Data supplied Start Marker

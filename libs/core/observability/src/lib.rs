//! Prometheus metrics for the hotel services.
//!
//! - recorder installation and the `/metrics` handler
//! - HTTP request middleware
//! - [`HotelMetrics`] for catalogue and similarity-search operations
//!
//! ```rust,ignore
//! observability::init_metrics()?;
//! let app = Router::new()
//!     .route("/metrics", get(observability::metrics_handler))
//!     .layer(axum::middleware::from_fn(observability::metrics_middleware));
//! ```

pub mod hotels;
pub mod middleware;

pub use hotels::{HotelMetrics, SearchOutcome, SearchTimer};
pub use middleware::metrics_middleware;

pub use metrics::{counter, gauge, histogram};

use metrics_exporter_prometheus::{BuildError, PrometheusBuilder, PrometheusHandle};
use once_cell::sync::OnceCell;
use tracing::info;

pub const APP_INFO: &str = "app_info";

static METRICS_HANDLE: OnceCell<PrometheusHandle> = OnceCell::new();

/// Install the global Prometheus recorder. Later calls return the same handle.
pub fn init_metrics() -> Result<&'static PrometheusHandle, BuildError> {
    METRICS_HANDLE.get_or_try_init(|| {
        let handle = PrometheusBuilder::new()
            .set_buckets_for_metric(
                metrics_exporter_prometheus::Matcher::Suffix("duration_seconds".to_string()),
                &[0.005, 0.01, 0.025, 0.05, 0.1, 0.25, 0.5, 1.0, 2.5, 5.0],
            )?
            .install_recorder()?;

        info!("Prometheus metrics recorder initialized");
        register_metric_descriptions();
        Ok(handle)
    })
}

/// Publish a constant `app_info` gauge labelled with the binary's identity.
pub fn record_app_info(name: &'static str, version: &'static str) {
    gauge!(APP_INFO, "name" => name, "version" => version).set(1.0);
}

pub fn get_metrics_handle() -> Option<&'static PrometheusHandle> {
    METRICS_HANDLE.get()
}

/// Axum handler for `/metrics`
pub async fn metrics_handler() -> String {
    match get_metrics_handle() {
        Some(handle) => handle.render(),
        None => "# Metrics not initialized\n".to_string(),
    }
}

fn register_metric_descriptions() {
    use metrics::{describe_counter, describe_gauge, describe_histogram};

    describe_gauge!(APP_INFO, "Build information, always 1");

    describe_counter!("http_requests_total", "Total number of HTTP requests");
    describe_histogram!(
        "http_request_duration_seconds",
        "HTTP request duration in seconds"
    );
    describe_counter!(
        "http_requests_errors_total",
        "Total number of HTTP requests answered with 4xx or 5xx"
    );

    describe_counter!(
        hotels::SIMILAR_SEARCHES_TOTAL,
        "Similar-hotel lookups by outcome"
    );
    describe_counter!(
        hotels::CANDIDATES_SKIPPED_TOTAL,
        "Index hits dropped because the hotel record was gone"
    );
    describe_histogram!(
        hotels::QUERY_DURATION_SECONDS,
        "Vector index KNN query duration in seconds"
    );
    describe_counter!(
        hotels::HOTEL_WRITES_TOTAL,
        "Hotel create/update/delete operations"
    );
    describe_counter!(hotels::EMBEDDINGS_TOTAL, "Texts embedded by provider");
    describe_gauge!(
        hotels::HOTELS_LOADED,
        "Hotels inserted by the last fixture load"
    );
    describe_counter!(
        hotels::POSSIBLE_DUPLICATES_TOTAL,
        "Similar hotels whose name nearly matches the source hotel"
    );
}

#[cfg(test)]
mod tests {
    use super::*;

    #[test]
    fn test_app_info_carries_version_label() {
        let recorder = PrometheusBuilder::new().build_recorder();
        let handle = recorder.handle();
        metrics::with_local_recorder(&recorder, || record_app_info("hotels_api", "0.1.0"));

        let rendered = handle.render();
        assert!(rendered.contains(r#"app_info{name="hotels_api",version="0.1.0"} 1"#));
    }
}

Data supplied End Marker
Data supplied Start Marker

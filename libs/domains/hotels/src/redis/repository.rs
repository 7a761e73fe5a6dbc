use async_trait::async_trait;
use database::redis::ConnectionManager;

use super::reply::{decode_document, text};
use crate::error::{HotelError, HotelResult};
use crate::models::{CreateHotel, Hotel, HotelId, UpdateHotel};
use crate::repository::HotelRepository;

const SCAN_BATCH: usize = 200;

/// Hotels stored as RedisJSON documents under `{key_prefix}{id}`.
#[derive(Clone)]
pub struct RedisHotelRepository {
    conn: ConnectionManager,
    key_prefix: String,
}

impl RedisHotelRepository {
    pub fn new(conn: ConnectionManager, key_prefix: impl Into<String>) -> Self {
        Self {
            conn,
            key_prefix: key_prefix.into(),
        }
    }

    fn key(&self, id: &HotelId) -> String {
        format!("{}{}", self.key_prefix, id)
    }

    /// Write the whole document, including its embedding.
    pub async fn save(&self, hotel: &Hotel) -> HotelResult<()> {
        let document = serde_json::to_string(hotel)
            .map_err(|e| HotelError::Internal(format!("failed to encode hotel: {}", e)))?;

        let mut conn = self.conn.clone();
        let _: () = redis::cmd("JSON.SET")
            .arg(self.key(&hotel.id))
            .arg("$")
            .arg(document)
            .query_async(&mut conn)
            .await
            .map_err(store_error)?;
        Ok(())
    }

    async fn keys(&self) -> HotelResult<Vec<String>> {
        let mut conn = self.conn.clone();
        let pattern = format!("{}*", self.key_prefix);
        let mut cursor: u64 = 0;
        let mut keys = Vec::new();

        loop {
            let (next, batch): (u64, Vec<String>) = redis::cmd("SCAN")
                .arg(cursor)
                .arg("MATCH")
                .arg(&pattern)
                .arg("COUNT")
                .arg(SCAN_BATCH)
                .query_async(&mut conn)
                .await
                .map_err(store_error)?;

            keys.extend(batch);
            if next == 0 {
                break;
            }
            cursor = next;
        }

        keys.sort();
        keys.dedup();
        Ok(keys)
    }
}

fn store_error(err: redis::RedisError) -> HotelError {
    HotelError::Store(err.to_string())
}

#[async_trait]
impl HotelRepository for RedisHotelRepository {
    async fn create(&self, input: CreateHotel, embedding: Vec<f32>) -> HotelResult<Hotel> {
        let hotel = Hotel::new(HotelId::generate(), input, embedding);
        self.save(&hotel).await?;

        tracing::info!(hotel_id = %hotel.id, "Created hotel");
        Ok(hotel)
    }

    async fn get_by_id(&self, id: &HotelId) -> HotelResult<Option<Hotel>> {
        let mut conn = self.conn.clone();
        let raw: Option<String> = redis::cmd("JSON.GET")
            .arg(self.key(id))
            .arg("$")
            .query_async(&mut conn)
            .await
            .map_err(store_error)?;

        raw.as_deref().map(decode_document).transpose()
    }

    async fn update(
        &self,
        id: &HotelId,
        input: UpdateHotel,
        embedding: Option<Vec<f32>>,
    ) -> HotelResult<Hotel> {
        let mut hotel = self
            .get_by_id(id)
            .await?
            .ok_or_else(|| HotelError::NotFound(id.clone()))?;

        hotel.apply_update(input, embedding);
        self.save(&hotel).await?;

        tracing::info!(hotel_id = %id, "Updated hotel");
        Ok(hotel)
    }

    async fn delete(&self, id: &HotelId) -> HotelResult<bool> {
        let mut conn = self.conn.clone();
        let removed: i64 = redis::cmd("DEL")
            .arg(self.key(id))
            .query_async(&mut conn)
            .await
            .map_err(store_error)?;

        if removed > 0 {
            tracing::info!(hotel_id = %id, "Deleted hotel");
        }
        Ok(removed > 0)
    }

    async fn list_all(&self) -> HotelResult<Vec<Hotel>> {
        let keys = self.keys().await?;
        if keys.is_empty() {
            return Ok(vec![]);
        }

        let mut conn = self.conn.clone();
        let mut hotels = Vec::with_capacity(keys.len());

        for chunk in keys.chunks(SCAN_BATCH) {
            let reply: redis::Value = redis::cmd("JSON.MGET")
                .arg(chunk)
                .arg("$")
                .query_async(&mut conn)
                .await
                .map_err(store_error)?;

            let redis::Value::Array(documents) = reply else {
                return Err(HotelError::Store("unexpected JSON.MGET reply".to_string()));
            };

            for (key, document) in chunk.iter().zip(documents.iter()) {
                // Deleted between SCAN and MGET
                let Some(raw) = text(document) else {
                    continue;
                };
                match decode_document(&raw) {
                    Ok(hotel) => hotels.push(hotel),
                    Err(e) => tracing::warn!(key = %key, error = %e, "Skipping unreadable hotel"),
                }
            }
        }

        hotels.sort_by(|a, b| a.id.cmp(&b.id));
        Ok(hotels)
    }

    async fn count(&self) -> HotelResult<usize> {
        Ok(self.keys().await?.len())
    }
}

Data supplied End Marker

§ **Your goal**
If a line in the material above holds "return", copy it.

§ **Result of this exercise**
/// Install the global Prometheus recorder. Later calls return the same handle.
            return Ok(vec![]);
                return Err(HotelError::Store("unexpected JSON.MGET reply".to_string()));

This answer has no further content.